Headline

Pemerintah merevisi berbagai aturan untuk mempermudah investasi.

Fokus

Hingga April 2024, total kewajiban pemerintah tercatat mencapai Rp10.269 triliun.

Momentum Optimalisasi Pembangunan Perdesaan

Razali Ritonga Pemerhati Fenomena Sosial-Kependudukan. Alumnus Georgetown University, dan Lemhannas RI
13/7/2023 05:05
Momentum Optimalisasi Pembangunan Perdesaan
(Dok. Pribadi)

BADAN Legislasi (Baleg) menyetujui draf Revisi UU No 6/2014 tentang Desa. Ada dua poin penting yang diusulkan dalam draf itu, yakni usulan 20% dana desa berasal dari transfer daerah, dan masa jabatan kepala desa dari 6 tahun menjadi 9 tahun untuk satu kali periode (Media Indonesia, 4/7).

Secara faktual, terlepas dari isu politik yang mendasari revisi UU No 6/2014 itu, sejatinya revisi diperlukan untuk memberi kewenangan pemerintah desa yang lebih besar guna mengelola desa agar masyarakatnya mandiri dan sejahtera. Hal ini mengingat pemberlakuan UU sebelumnya (tahun 2014) tampaknya belum memberikan hasil optimal. Itu termanifestasi, antara lain dari angka kemiskinan di perdesaan yang masih tinggi, bahkan lebih tinggi dari perkotaan. Hasil Susenas September 2022, misalnya, menunjukkan angka kemiskinan di perdesaan 12,36%, sedangkan di perkotaan 7,53%.

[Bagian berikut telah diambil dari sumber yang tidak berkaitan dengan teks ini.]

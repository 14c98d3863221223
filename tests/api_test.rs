//! HTTP surface: status codes per error class, operator key gate and a
//! ticket-to-bet flow over JSON.

use axum::{
    body::{to_bytes, Body},
    http::{Request, StatusCode},
    Router,
};
use crash_engine::{
    api::ApiServer,
    config::EngineConfig,
    services::ServiceBuilder,
    tickets::{PaymentStatus, StaticPaymentVerifier},
    types::{Round, Ticket, UNITS_PER_TOKEN},
};
use serde_json::{json, Value};
use std::sync::Arc;
use tower::ServiceExt;

fn app(operator_key: Option<&str>) -> Router {
    let mut config = EngineConfig::testing();
    config.api.operator_key = operator_key.map(str::to_string);
    let services = Arc::new(
        ServiceBuilder::new(config.clone())
            .with_payment_verifier(Arc::new(StaticPaymentVerifier::new(PaymentStatus::Confirmed)))
            .build()
            .unwrap(),
    );
    ApiServer::new(config.api, services).app()
}

async fn call(app: &Router, method: &str, uri: &str, body: Option<Value>, key: Option<&str>) -> (StatusCode, Value) {
    let mut builder = Request::builder().method(method).uri(uri);
    if let Some(key) = key {
        builder = builder.header("x-operator-key", key);
    }
    let request = match body {
        Some(body) => builder
            .header("content-type", "application/json")
            .body(Body::from(body.to_string()))
            .unwrap(),
        None => builder.body(Body::empty()).unwrap(),
    };
    let response = app.clone().oneshot(request).await.unwrap();
    let status = response.status();
    assert!(response.headers().contains_key("x-request-id"));
    let bytes = to_bytes(response.into_body(), usize::MAX).await.unwrap();
    let value = if bytes.is_empty() {
        Value::Null
    } else {
        serde_json::from_slice(&bytes).unwrap_or(Value::Null)
    };
    (status, value)
}

#[tokio::test]
async fn test_health_and_status() {
    let app = app(None);
    let (status, body) = call(&app, "GET", "/health", None, None).await;
    assert_eq!(status, StatusCode::OK);
    assert_eq!(body["status"], "Running");

    let (status, body) = call(&app, "GET", "/status", None, None).await;
    assert_eq!(status, StatusCode::OK);
    assert_eq!(body["game_active"], true);
    assert!(body["claim_signer"].is_string());
}

#[tokio::test]
async fn test_operator_routes_require_key() {
    let app = app(Some("secret"));
    let (status, body) = call(&app, "POST", "/rounds/start", None, None).await;
    assert_eq!(status, StatusCode::UNAUTHORIZED);
    assert_eq!(body["error"]["code"], "UNAUTHORIZED");
    assert!(body["request_id"].is_string());

    let (status, _) = call(&app, "POST", "/rounds/start", None, Some("secret")).await;
    assert_eq!(status, StatusCode::OK);

    // Player routes stay open
    let (status, _) = call(&app, "GET", "/rounds", None, None).await;
    assert_eq!(status, StatusCode::OK);
}

#[tokio::test]
async fn test_bet_flow_and_error_classes() {
    let app = app(None);
    let (status, round) = call(&app, "POST", "/rounds/start", Some(json!({})), None).await;
    assert_eq!(status, StatusCode::OK);
    let round: Round = serde_json::from_value(round).unwrap();

    let purchase = json!({
        "wallet": "0xAAA",
        "ticket_value": 5 * UNITS_PER_TOKEN,
        "payment_currency": "WOVER",
        "payment_amount": 5 * UNITS_PER_TOKEN,
        "payment_ref": "0xhttp-1",
    });
    let (status, ticket) = call(&app, "POST", "/tickets/purchase", Some(purchase), None).await;
    assert_eq!(status, StatusCode::OK);
    let ticket: Ticket = serde_json::from_value(ticket).unwrap();
    assert_eq!(ticket.owner.as_str(), "0xaaa");

    let bet = json!({ "round_id": round.id, "wallet": "0xaaa", "ticket_id": ticket.id });
    let (status, _) = call(&app, "POST", "/bets", Some(bet.clone()), None).await;
    assert_eq!(status, StatusCode::OK);

    // Validation: one bet per wallet per round
    let (status, body) = call(&app, "POST", "/bets", Some(bet), None).await;
    assert_eq!(status, StatusCode::BAD_REQUEST);
    assert_eq!(body["error"]["code"], "VALIDATION");

    // Conflict: a second round while one is open
    let (status, body) = call(&app, "POST", "/rounds/start", None, None).await;
    assert_eq!(status, StatusCode::CONFLICT);
    assert_eq!(body["error"]["code"], "CONFLICT");

    // Blocking: paused game
    let (status, _) = call(&app, "POST", "/admin/pause", Some(json!({ "reason": "maintenance" })), None).await;
    assert_eq!(status, StatusCode::OK);
    let (status, body) = call(&app, "GET", "/status", None, None).await;
    assert_eq!(status, StatusCode::OK);
    assert_eq!(body["game_paused_reason"], "maintenance");

    let (status, tickets) = call(&app, "GET", "/wallets/0xAAA/tickets", None, None).await;
    assert_eq!(status, StatusCode::OK);
    assert_eq!(tickets[0]["state"], "consumed");

    let uri = format!("/rounds/{}/countdown", round.id);
    let (status, _) = call(&app, "POST", &uri, None, None).await;
    assert_eq!(status, StatusCode::OK);
    let (status, body) = call(&app, "POST", &uri, None, None).await;
    assert_eq!(status, StatusCode::CONFLICT);
    assert_eq!(body["error"]["code"], "CONFLICT");
}

#[tokio::test]
async fn test_verify_endpoint() {
    let app = app(None);
    let (_, round) = call(&app, "POST", "/rounds/start", Some(json!({ "server_seed": "abc" })), None).await;
    let round: Round = serde_json::from_value(round).unwrap();
    for path in ["countdown", "fly"] {
        let (status, _) = call(&app, "POST", &format!("/rounds/{}/{}", round.id, path), None, None).await;
        assert_eq!(status, StatusCode::OK);
    }
    let (status, outcome) = call(&app, "POST", &format!("/rounds/{}/crash", round.id), None, None).await;
    assert_eq!(status, StatusCode::OK);
    assert_eq!(outcome["server_seed"], "abc");

    let request = json!({
        "server_seed": "abc",
        "seed_hash": round.server_seed_hash,
        "round_number": round.round_number,
        "crash_point": outcome["crash_point"],
    });
    let (status, body) = call(&app, "POST", "/verify", Some(request), None).await;
    assert_eq!(status, StatusCode::OK);
    assert_eq!(body["valid"], true);

    let forged = json!({
        "server_seed": "abd",
        "seed_hash": round.server_seed_hash,
        "round_number": round.round_number,
        "crash_point": outcome["crash_point"],
    });
    let (_, body) = call(&app, "POST", "/verify", Some(forged), None).await;
    assert_eq!(body["valid"], false);
    assert_eq!(body["hash_matches"], false);
}

#[tokio::test]
async fn test_cashout_checks_wallet() {
    let app = app(None);
    let (_, round) = call(&app, "POST", "/rounds/start", None, None).await;
    let round: Round = serde_json::from_value(round).unwrap();
    let purchase = json!({
        "wallet": "0xowner",
        "ticket_value": UNITS_PER_TOKEN,
        "payment_currency": "WOVER",
        "payment_amount": UNITS_PER_TOKEN,
        "payment_ref": "0xhttp-owner",
    });
    let (_, ticket) = call(&app, "POST", "/tickets/purchase", Some(purchase), None).await;
    let bet = json!({ "round_id": round.id, "wallet": "0xowner", "ticket_id": ticket["id"] });
    let (status, bet) = call(&app, "POST", "/bets", Some(bet), None).await;
    assert_eq!(status, StatusCode::OK);
    for path in ["countdown", "fly"] {
        call(&app, "POST", &format!("/rounds/{}/{}", round.id, path), None, None).await;
    }

    let uri = format!("/bets/{}/cashout", bet["id"].as_str().unwrap());
    let forced = json!({ "wallet": "0xintruder", "multiplier": 100 });
    let (status, body) = call(&app, "POST", &uri, Some(forced), None).await;
    assert_eq!(status, StatusCode::BAD_REQUEST);
    assert_eq!(body["error"]["code"], "VALIDATION");
    let (_, bets) = call(&app, "GET", &format!("/rounds/{}/bets", round.id), None, None).await;
    assert_eq!(bets[0]["status"], "active");
}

Pemberlakuan UU itu juga belum sejalan dengan keinginan Presiden Joko Widodo untuk meningkatkan kesejahteraan masyarakat desa melalui pembangunan dari wilayah pinggiran dan desa. Maka dari itu, amat diharapkan pemerintah desa nantinya dengan kewenangan yang lebih besar dapat melakukan perencanaan pembangunan guna memberikan hasil optimal bagi masyarakat perdesaan.

 

Pentingnya data desa

Diyakini, pembangunan perdesaan akan berhasil optimal jika didukung kinerja yang baik. Salah satu faktor pendukung kinerja dimaksud ialah melakukan perencanaan pembangunan perdesaan berdasarkan data profil desa secara komprehensif. Dalam konteks itu, hadirnya Sensus Pertanian 2023 (ST-2023), diharapkan dapat menjadi modal untuk melakukan perencanaan pembangunan yang lebih akurat dan tepat sasaran.

Meski demikian, untuk lebih memperkaya data dan informasi tentang desa, tampaknya tidak cukup hanya mengandalkan data dari dari hasil ST 2023. Pemerintah desa, juga perlu memanfaatkan hasil Sensus Ekonomi (SE) tahun 2016. Patut diketahui, pendataan lapangan usaha pertanian tidak tercakup dalam pelaksanaan SE-2016.

Sensus pada lapangan usaha pertanian memang perlu dilakukan tersendiri. Sebab, kegiatan di sektor pertanian memiliki cakupan amat luas meliputi sejumlah subsektor, seperti subsektor tanaman pangan, hortikultura, perkebunan, peternakan, perikanan, kehutanan, dan jasa pertanian.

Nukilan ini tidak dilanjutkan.